Explainable systems can be debugged and monitored more easily, and they lend themselves to more thorough documentation, audit, and governance. Risks to interpretability often can be addressed by communicating a description of why an AI system made a particular prediction or recommendation.
Transparency, explainability, and interpretability are distinct characteristics that support each other. Transparency can answer the question of “what happened” in the system. Explainability can answer the question of “how” a decision was made in the system. Interpretability can answer the question of “why” a decision was made by the system and its meaning or context to the user.
Privacy values, such as anonymity, confidentiality, and control, should guide decisions for AI system design, development, and deployment. Privacy-related risks may influence security, bias, and transparency and come with tradeoffs with these other characteristics. Like safety and security, specific technical features of an AI system may promote or reduce privacy. Design choices and data minimizing methods like de-identification and aggregation can enhance privacy in AI systems. Under certain conditions, such as data sparsity, privacy enhancing techniques can result in a loss in accuracy, affecting decisions about fairness and other values in certain domains.

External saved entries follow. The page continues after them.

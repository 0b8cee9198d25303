//! Audio capture and spectral analysis.
//!
//! The audio callback thread writes into per-channel [`ring::RingBuffer`]s
//! and never allocates, locks or blocks. The DSP thread drains the rings
//! and runs the [`fft::FftAnalyser`] once per channel per tick.

pub mod capture;
pub mod fft;
pub mod ring;

pub use capture::{AudioCapture, CaptureConfig, CaptureError, CpalCapture, DeviceInfo, NullCapture};
pub use fft::{BandEnergy, FftAnalyser, FftResult};
pub use ring::RingBuffer;
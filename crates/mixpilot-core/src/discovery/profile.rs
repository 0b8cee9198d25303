//! Semantic channel profiles: roles, confidence and spectral fingerprints.

use std::time::Instant;

use crate::types::DB_FLOOR;

/// Semantic role of a channel. Closed set; the LLM reasons about the
/// mix in terms of these.
#[derive(Debug, Clone, Copy, PartialEq, Eq, Hash, Default)]
pub enum Role {
    #[default]
    Unknown,
    // Drums
    Kick,
    Snare,
    HiHat,
    Tom,
    Overhead,
    RoomMic,
    // Bass
    BassGuitar,
    BassAmp,
    // Guitars
    ElectricGuitar,
    AcousticGuitar,
    // Keys
    Piano,
    Keys,
    Organ,
    Synth,
    // Vocals
    LeadVocal,
    BackingVocal,
    Choir,
    Presenter,
    Announcer,
    // Brass / strings
    Trumpet,
    Saxophone,
    Violin,
    Cello,
    // Other
    Di,
    Playback,
    Talkback,
    FxReturn,
    // Special
    Muted,
    NoSignal,
}

impl Role {
    pub fn as_str(&self) -> &'static str {
        match self {
            Role::Unknown => "Unknown",
            Role::Kick => "Kick",
            Role::Snare => "Snare",
            Role::HiHat => "HiHat",
            Role::Tom => "Tom",
            Role::Overhead => "Overhead",
            Role::RoomMic => "RoomMic",
            Role::BassGuitar => "BassGuitar",
            Role::BassAmp => "BassAmp",
            Role::ElectricGuitar => "ElectricGuitar",
            Role::AcousticGuitar => "AcousticGuitar",
            Role::Piano => "Piano",
            Role::Keys => "Keys",
            Role::Organ => "Organ",
            Role::Synth => "Synth",
            Role::LeadVocal => "LeadVocal",
            Role::BackingVocal => "BackingVocal",
            Role::Choir => "Choir",
            Role::Presenter => "Presenter",
            Role::Announcer => "Announcer",
            Role::Trumpet => "Trumpet",
            Role::Saxophone => "Saxophone",
            Role::Violin => "Violin",
            Role::Cello => "Cello",
            Role::Di => "DI",
            Role::Playback => "Playback",
            Role::Talkback => "Talkback",
            Role::FxReturn => "FXReturn",
            Role::Muted => "Muted",
            Role::NoSignal => "NoSignal",
        }
    }

    pub fn from_str(s: &str) -> Role {
        match s {
            "Kick" => Role::Kick,
            "Snare" => Role::Snare,
            "HiHat" => Role::HiHat,
            "Tom" => Role::Tom,
            "Overhead" => Role::Overhead,
            "RoomMic" => Role::RoomMic,
            "BassGuitar" => Role::BassGuitar,
            "BassAmp" => Role::BassAmp,
            "ElectricGuitar" => Role::ElectricGuitar,
            "AcousticGuitar" => Role::AcousticGuitar,
            "Piano" => Role::Piano,
            "Keys" => Role::Keys,
            "Organ" => Role::Organ,
            "Synth" => Role::Synth,
            "LeadVocal" => Role::LeadVocal,
            "BackingVocal" => Role::BackingVocal,
            "Choir" => Role::Choir,
            "Presenter" => Role::Presenter,
            "Announcer" => Role::Announcer,
            "Trumpet" => Role::Trumpet,
            "Saxophone" => Role::Saxophone,
            "Violin" => Role::Violin,
            "Cello" => Role::Cello,
            "DI" => Role::Di,
            "Playback" => Role::Playback,
            "Talkback" => Role::Talkback,
            "FXReturn" => Role::FxReturn,
            "Muted" => Role::Muted,
            "NoSignal" => Role::NoSignal,
            _ => Role::Unknown,
        }
    }
}

/// How sure discovery is about a role. Ordered by quality, so
/// `confidence <= Confidence::Low` means "generic or unclassified".
#[derive(Debug, Clone, Copy, PartialEq, Eq, PartialOrd, Ord, Default)]
pub enum Confidence {
    /// No signal, generic name
    #[default]
    Unknown,
    /// Guessing from spectral only
    Low,
    /// Name or spectral, not both
    Medium,
    /// Name and spectral agree
    High,
}

impl Confidence {
    pub fn as_str(&self) -> &'static str {
        match self {
            Confidence::High => "High",
            Confidence::Medium => "Medium",
            Confidence::Low => "Low",
            Confidence::Unknown => "Unknown",
        }
    }
}

/// Spectral fingerprint captured for a channel at discovery time.
#[derive(Debug, Clone, Copy, PartialEq)]
pub struct Fingerprint {
    pub dominant_freq_hz: f32,
    pub spectral_centroid: f32,
    /// 20-80 Hz
    pub sub_bass_energy: f32,
    /// 80-250 Hz
    pub bass_energy: f32,
    /// 250-500 Hz
    pub low_mid_energy: f32,
    /// 500-2k Hz
    pub mid_energy: f32,
    /// 2k-6k Hz
    pub upper_mid_energy: f32,
    /// 6k-10k Hz
    pub presence_energy: f32,
    /// 10k-20k Hz
    pub air_energy: f32,
    pub crest_factor: f32,
    pub average_rms: f32,
    pub has_signal: bool,
    /// High crest factor
    pub is_percussive: bool,
    /// Energy across most bands
    pub is_broadband: bool,
    /// Energy concentrated in one region
    pub is_narrowband: bool,
}

impl Default for Fingerprint {
    fn default() -> Self {
        Self {
            dominant_freq_hz: 0.0,
            spectral_centroid: 0.0,
            sub_bass_energy: DB_FLOOR,
            bass_energy: DB_FLOOR,
            low_mid_energy: DB_FLOOR,
            mid_energy: DB_FLOOR,
            upper_mid_energy: DB_FLOOR,
            presence_energy: DB_FLOOR,
            air_energy: DB_FLOOR,
            crest_factor: 0.0,
            average_rms: DB_FLOOR,
            has_signal: false,
            is_percussive: false,
            is_broadband: false,
            is_narrowband: false,
        }
    }
}

/// Semantic overlay on one console channel.
#[derive(Debug, Clone)]
pub struct ChannelProfile {
    /// 1-based physical channel number
    pub index: usize,
    /// Raw name from the console ("Kick", "CH 01", "")
    pub console_name: String,
    /// Cleaned-up name ("kick", "ch01", "")
    pub normalised_name: String,

    pub role: Role,
    pub confidence: Confidence,
    /// "drums", "bass", "guitars", "vocals", ... (inferred from role)
    pub group: String,

    pub fingerprint: Fingerprint,

    // Console state at discovery
    pub fader_norm: f32,
    pub muted: bool,
    pub gain_db: f32,
    pub phantom_power: bool,
    pub phase_invert: bool,
    /// Current HPF corner (0 = off)
    pub high_pass_hz: f32,

    /// Partner channel if this is one side of an L/R pair
    pub stereo_pair: Option<usize>,

    pub discovered_at: Instant,
    pub last_updated: Instant,
    /// LLM's free-text observations from the discovery review
    pub llm_notes: String,
    /// Engineer corrected the inferred role; automation must not undo it
    pub manually_overridden: bool,
}

impl ChannelProfile {
    pub fn new(index: usize) -> Self {
        let now = Instant::now();
        Self {
            index,
            console_name: String::new(),
            normalised_name: String::new(),
            role: Role::Unknown,
            confidence: Confidence::Unknown,
            group: "unknown".to_string(),
            fingerprint: Fingerprint::default(),
            fader_norm: 0.75,
            muted: false,
            gain_db: 0.0,
            phantom_power: false,
            phase_invert: false,
            high_pass_hz: 0.0,
            stereo_pair: None,
            discovered_at: now,
            last_updated: now,
            llm_notes: String::new(),
            manually_overridden: false,
        }
    }
}

#[cfg(test)]
mod tests {
    use super::*;

    #[test]
    fn test_role_string_roundtrip() {
        for role in [
            Role::Kick,
            Role::LeadVocal,
            Role::Di,
            Role::FxReturn,
            Role::NoSignal,
            Role::Unknown,
        ] {
            assert_eq!(Role::from_str(role.as_str()), role);
        }
        assert_eq!(Role::from_str("not a role"), Role::Unknown);
    }

    #[test]
    fn test_confidence_ordering() {
        assert!(Confidence::Unknown < Confidence::Low);
        assert!(Confidence::Low < Confidence::Medium);
        assert!(Confidence::Medium < Confidence::High);
        assert!(Confidence::Unknown <= Confidence::Low);
        assert!(!(Confidence::High <= Confidence::Low));
    }
}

Fairness with Harmful Bias Managed
NIST describes fairness in AI as including concerns for equality and equity by addressing issues such as harmful bias and discrimination. NIST notes, however, that standards of fairness are difficult to define because perceptions of fairness differ among cultures and may shift depending on application. Systems in which harmful biases are mitigated are not necessarily fair. For example, systems in which predictions are somewhat balanced across demographic groups may still be inaccessible to individuals with disabilities or affected by the digital divide or may exacerbate existing disparities or systemic biases.
Bias is broader than demographic balance and data representativeness. NIST identifies three major categories of AI bias to be considered and managed: systemic, computational and statistical, and human-cognitive. Each of these can occur in the absence of discriminatory intent.
Systemic bias can be present in AI datasets, the organizational practices and processes across the AI lifecycle, and the broader society that uses AI systems. Computational and statistical biases can be present in AI datasets and algorithmic processes, and often stem from systematic errors due to non-representative samples. Human-cognitive biases relate to how an individual or group perceives AI system information to make a decision or fill in missing information, or how humans think about purposes and functions of an AI system. Human-cognitive biases are inevitably present, even if unintentional, in decision-making processes across the AI lifecycle and system use, including the design, implementation, operation, and maintenance of AI. Indeed, the Federal Trade Commission (FTC) recently highlighted concerns about bias in a report, available at https://www.ftc.gov/reports/combatting-online-harms-through-innovation. The FTC’s report includes an analysis of why AI tools may produce unfair or biased results. It also includes examples where, in the FTC’s view, use of AI tools has resulted in discrimination against protected classes of people or blocked content in ways that negatively impacted freedom of expression.
There is increasing consensus that AI developers should use a risk management framework when building their AI systems. This will help developers comply with the evolving regulatory frameworks and mitigate the risk of potential lawsuits. NIST has offered a reasonable version 1 framework for developers to consider.